Stored data —
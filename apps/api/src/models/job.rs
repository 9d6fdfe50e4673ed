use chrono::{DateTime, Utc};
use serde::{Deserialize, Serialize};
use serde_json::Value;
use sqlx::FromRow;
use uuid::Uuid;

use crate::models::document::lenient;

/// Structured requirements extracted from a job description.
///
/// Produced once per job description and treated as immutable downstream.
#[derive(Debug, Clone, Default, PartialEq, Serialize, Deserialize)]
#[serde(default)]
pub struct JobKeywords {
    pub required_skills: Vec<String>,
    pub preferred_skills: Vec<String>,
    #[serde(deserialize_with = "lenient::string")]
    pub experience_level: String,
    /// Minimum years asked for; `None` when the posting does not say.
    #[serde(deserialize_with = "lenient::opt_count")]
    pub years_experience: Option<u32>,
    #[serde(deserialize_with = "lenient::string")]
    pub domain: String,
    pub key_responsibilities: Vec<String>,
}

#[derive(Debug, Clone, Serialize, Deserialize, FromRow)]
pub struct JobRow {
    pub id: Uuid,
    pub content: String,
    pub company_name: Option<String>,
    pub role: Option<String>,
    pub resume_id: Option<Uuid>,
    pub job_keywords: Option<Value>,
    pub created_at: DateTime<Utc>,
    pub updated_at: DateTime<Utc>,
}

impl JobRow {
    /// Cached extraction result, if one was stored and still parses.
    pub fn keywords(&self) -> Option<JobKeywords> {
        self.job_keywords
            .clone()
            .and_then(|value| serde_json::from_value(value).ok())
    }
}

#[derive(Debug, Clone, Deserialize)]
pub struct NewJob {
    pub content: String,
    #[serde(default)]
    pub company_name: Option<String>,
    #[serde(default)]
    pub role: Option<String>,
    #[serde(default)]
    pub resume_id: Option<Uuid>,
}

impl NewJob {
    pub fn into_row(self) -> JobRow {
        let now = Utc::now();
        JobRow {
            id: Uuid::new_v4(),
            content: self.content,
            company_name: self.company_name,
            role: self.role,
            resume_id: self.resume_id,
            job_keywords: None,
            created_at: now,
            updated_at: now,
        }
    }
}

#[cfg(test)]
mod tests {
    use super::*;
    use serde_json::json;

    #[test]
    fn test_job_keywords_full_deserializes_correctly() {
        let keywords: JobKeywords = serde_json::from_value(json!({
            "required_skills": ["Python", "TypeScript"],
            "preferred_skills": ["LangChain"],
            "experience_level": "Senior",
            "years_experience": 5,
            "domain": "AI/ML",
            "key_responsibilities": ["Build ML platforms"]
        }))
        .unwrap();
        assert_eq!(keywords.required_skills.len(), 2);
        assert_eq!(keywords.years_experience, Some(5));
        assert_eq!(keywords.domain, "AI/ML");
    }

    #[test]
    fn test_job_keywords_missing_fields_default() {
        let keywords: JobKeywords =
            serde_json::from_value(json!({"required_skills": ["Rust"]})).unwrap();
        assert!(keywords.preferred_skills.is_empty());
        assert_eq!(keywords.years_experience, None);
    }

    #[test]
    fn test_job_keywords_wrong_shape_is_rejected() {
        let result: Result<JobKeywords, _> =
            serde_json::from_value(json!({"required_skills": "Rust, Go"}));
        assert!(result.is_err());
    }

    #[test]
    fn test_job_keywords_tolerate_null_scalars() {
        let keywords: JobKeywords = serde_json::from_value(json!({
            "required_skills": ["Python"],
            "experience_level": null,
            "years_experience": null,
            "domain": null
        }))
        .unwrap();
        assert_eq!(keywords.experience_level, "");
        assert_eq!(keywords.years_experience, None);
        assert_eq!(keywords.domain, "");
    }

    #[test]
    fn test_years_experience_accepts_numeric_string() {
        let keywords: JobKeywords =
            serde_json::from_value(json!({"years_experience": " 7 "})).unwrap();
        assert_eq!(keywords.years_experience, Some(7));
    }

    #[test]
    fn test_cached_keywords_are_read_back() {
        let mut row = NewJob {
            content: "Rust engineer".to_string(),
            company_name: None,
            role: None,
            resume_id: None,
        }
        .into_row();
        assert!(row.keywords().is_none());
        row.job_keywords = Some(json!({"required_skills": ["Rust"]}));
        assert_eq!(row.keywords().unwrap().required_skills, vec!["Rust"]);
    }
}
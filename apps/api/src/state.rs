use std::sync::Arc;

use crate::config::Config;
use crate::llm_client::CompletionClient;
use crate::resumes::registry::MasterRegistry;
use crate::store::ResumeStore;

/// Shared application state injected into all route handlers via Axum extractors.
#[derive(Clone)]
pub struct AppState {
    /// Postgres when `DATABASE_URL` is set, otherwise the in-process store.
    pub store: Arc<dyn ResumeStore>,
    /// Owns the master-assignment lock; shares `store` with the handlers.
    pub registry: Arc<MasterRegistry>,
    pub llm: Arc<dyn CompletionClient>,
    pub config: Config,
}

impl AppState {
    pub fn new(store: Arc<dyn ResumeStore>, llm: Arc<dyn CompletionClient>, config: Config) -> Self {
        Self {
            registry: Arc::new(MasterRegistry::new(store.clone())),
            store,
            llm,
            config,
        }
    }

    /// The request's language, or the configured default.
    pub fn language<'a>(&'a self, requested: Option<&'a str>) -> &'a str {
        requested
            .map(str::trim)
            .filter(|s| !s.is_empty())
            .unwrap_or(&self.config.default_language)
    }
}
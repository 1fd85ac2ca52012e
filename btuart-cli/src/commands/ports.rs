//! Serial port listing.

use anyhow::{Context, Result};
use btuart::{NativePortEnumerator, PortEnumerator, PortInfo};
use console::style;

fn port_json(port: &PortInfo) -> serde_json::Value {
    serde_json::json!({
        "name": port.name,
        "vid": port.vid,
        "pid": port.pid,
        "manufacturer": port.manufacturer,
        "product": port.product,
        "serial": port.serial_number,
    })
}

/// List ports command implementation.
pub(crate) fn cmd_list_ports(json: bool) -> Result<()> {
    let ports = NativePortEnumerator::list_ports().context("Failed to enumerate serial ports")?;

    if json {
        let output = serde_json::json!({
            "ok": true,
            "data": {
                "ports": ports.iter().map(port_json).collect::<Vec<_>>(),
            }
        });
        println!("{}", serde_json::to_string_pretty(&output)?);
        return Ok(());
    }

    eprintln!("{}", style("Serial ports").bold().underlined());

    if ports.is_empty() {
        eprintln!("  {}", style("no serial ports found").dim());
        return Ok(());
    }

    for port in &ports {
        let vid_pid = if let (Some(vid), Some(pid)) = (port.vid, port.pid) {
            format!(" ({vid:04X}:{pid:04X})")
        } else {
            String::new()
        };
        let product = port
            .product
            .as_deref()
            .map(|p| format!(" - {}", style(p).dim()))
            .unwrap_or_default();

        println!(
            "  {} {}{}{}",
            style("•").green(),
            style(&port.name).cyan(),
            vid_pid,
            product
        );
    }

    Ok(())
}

Your assignment — Output the entries above in their entirety, exactly as written.

Answer to this exercise —
filename apps/api/src/models/job.rs
repository 9d6fdfe50e4673ed
use chrono::{DateTime, Utc};
use serde::{Deserialize, Serialize};
use serde_json::Value;
use sqlx::FromRow;
use uuid::Uuid;

use crate::models::document::lenient;

/// Structured requirements extracted from a job description.
///
/// Produced once per job description and treated as immutable downstream.
#[derive(Debug, Clone, Default, PartialEq, Serialize, Deserialize)]
#[serde(default)]
pub struct JobKeywords {
    pub required_skills: Vec<String>,
    pub preferred_skills: Vec<String>,
    #[serde(deserialize_with = "lenient::string")]
    pub experience_level: String,
    /// Minimum years asked for; `None` when the posting does not say.
    #[serde(deserialize_with = "lenient::opt_count")]
    pub years_experience: Option<u32>,
    #[serde(deserialize_with = "lenient::string")]
    pub domain: String,
    pub key_responsibilities: Vec<String>,
}

#[derive(Debug, Clone, Serialize, Deserialize, FromRow)]
pub struct JobRow {
    pub id: Uuid,
    pub content: String,
    pub company_name: Option<String>,
    pub role: Option<String>,
    pub resume_id: Option<Uuid>,
    pub job_keywords: Option<Value>,
    pub created_at: DateTime<Utc>,
    pub updated_at: DateTime<Utc>,
}

impl JobRow {
    /// Cached extraction result, if one was stored and still parses.
    pub fn keywords(&self) -> Option<JobKeywords> {
        self.job_keywords
            .clone()
            .and_then(|value| serde_json::from_value(value).ok())
    }
}

#[derive(Debug, Clone, Deserialize)]
pub struct NewJob {
    pub content: String,
    #[serde(default)]
    pub company_name: Option<String>,
    #[serde(default)]
    pub role: Option<String>,
    #[serde(default)]
    pub resume_id: Option<Uuid>,
}

impl NewJob {
    pub fn into_row(self) -> JobRow {
        let now = Utc::now();
        JobRow {
            id: Uuid::new_v4(),
            content: self.content,
            company_name: self.company_name,
            role: self.role,
            resume_id: self.resume_id,
            job_keywords: None,
            created_at: now,
            updated_at: now,
        }
    }
}

#[cfg(test)]
mod tests {
    use super::*;
    use serde_json::json;

    #[test]
    fn test_job_keywords_full_deserializes_correctly() {
        let keywords: JobKeywords = serde_json::from_value(json!({
            "required_skills": ["Python", "TypeScript"],
            "preferred_skills": ["LangChain"],
            "experience_level": "Senior",
            "years_experience": 5,
            "domain": "AI/ML",
            "key_responsibilities": ["Build ML platforms"]
        }))
        .unwrap();
        assert_eq!(keywords.required_skills.len(), 2);
        assert_eq!(keywords.years_experience, Some(5));
        assert_eq!(keywords.domain, "AI/ML");
    }

    #[test]
    fn test_job_keywords_missing_fields_default() {
        let keywords: JobKeywords =
            serde_json::from_value(json!({"required_skills": ["Rust"]})).unwrap();
        assert!(keywords.preferred_skills.is_empty());
        assert_eq!(keywords.years_experience, None);
    }

    #[test]
    fn test_job_keywords_wrong_shape_is_rejected() {
        let result: Result<JobKeywords, _> =
            serde_json::from_value(json!({"required_skills": "Rust, Go"}));
        assert!(result.is_err());
    }

    #[test]
    fn test_job_keywords_tolerate_null_scalars() {
        let keywords: JobKeywords = serde_json::from_value(json!({
            "required_skills": ["Python"],
            "experience_level": null,
            "years_experience": null,
            "domain": null
        }))
        .unwrap();
        assert_eq!(keywords.experience_level, "");
        assert_eq!(keywords.years_experience, None);
        assert_eq!(keywords.domain, "");
    }

    #[test]
    fn test_years_experience_accepts_numeric_string() {
        let keywords: JobKeywords =
            serde_json::from_value(json!({"years_experience": " 7 "})).unwrap();
        assert_eq!(keywords.years_experience, Some(7));
    }

    #[test]
    fn test_cached_keywords_are_read_back() {
        let mut row = NewJob {
            content: "Rust engineer".to_string(),
            company_name: None,
            role: None,
            resume_id: None,
        }
        .into_row();
        assert!(row.keywords().is_none());
        row.job_keywords = Some(json!({"required_skills": ["Rust"]}));
        assert_eq!(row.keywords().unwrap().required_skills, vec!["Rust"]);
    }
}
filename apps/api/src/state.rs
use std::sync::Arc;

use crate::config::Config;
use crate::llm_client::CompletionClient;
use crate::resumes::registry::MasterRegistry;
use crate::store::ResumeStore;

/// Shared application state injected into all route handlers via Axum extractors.
#[derive(Clone)]
pub struct AppState {
    /// Postgres when `DATABASE_URL` is set, otherwise the in-process store.
    pub store: Arc<dyn ResumeStore>,
    /// Owns the master-assignment lock; shares `store` with the handlers.
    pub registry: Arc<MasterRegistry>,
    pub llm: Arc<dyn CompletionClient>,
    pub config: Config,
}

impl AppState {
    pub fn new(store: Arc<dyn ResumeStore>, llm: Arc<dyn CompletionClient>, config: Config) -> Self {
        Self {
            registry: Arc::new(MasterRegistry::new(store.clone())),
            store,
            llm,
            config,
        }
    }

    /// The request's language, or the configured default.
    pub fn language<'a>(&'a self, requested: Option<&'a str>) -> &'a str {
        requested
            .map(str::trim)
            .filter(|s| !s.is_empty())
            .unwrap_or(&self.config.default_language)
    }
}
repository 1fd85ac2ca52012e
filename btuart-cli/src/commands/ports.rs
//! Serial port listing.

use anyhow::{Context, Result};
use btuart::{NativePortEnumerator, PortEnumerator, PortInfo};
use console::style;

fn port_json(port: &PortInfo) -> serde_json::Value {
    serde_json::json!({
        "name": port.name,
        "vid": port.vid,
        "pid": port.pid,
        "manufacturer": port.manufacturer,
        "product": port.product,
        "serial": port.serial_number,
    })
}

/// List ports command implementation.
pub(crate) fn cmd_list_ports(json: bool) -> Result<()> {
    let ports = NativePortEnumerator::list_ports().context("Failed to enumerate serial ports")?;

    if json {
        let output = serde_json::json!({
            "ok": true,
            "data": {
                "ports": ports.iter().map(port_json).collect::<Vec<_>>(),
            }
        });
        println!("{}", serde_json::to_string_pretty(&output)?);
        return Ok(());
    }

    eprintln!("{}", style("Serial ports").bold().underlined());

    if ports.is_empty() {
        eprintln!("  {}", style("no serial ports found").dim());
        return Ok(());
    }

    for port in &ports {
        let vid_pid = if let (Some(vid), Some(pid)) = (port.vid, port.pid) {
            format!(" ({vid:04X}:{pid:04X})")
        } else {
            String::new()
        };
        let product = port
            .product
            .as_deref()
            .map(|p| format!(" - {}", style(p).dim()))
            .unwrap_or_default();

        println!(
            "  {} {}{}{}",
            style("•").green(),
            style(&port.name).cyan(),
            vid_pid,
            product
        );
    }

    Ok(())
}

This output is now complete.